*** AVAILABLE RECORDS Section Begins ***

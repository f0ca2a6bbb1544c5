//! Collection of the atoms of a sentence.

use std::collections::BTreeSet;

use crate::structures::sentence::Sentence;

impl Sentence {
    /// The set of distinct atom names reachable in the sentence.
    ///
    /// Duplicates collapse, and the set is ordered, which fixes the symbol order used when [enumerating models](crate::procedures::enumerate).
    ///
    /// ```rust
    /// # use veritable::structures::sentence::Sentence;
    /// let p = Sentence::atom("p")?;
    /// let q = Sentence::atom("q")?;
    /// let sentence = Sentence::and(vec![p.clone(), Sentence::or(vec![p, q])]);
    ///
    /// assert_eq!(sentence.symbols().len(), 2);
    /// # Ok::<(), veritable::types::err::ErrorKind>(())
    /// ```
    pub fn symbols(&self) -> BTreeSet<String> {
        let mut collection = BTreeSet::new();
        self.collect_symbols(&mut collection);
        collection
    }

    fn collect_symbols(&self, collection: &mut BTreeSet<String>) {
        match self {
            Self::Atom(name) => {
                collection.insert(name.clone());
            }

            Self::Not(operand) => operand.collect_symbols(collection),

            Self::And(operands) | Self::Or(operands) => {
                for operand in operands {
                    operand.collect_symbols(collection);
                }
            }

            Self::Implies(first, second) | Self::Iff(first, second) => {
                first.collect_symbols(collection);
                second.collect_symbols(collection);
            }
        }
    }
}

*** AVAILABLE RECORDS Section Ends ***
*** AVAILABLE RECORDS Section Begins ***

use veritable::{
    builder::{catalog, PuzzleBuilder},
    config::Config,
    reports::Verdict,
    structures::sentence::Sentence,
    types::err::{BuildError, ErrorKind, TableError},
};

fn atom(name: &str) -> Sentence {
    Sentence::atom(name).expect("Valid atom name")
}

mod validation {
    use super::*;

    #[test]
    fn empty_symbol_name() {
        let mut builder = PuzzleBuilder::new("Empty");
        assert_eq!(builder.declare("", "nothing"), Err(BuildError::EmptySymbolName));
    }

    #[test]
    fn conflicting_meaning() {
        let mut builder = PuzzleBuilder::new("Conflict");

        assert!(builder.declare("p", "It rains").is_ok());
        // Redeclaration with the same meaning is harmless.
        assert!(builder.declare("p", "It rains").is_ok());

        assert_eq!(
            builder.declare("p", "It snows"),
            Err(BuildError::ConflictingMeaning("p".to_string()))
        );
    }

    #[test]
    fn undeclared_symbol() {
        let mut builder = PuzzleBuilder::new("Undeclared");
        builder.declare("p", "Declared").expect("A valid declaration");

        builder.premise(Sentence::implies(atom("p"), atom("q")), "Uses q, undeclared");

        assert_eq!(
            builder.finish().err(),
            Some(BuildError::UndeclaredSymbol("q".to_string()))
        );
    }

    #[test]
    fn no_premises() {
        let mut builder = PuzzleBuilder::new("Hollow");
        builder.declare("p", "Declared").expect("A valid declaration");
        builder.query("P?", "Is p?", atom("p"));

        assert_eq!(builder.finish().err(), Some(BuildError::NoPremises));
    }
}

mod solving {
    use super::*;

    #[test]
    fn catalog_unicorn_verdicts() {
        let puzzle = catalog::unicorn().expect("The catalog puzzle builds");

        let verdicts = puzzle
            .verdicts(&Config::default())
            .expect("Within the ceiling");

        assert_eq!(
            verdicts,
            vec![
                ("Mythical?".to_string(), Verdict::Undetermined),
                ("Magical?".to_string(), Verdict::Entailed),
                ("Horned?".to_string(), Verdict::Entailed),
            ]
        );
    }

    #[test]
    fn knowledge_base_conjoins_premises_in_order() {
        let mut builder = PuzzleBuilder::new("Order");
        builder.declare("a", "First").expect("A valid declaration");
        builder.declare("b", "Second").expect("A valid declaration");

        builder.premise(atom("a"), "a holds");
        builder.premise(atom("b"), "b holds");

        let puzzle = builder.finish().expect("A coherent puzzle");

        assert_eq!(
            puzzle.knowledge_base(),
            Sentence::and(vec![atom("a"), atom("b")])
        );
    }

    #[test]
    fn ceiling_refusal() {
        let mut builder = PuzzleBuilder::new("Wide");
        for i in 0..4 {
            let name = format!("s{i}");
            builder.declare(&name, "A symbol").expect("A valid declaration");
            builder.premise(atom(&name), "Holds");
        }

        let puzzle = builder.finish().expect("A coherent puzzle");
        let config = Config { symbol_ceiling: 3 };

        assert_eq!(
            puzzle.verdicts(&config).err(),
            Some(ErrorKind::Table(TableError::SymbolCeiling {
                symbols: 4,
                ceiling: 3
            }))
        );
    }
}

*** AVAILABLE RECORDS Section Ends ***

WHAT TO DO → Please count how many lines in the preceding records hold the word "types", then give only that number.

ANSWER TO THIS TASK → 2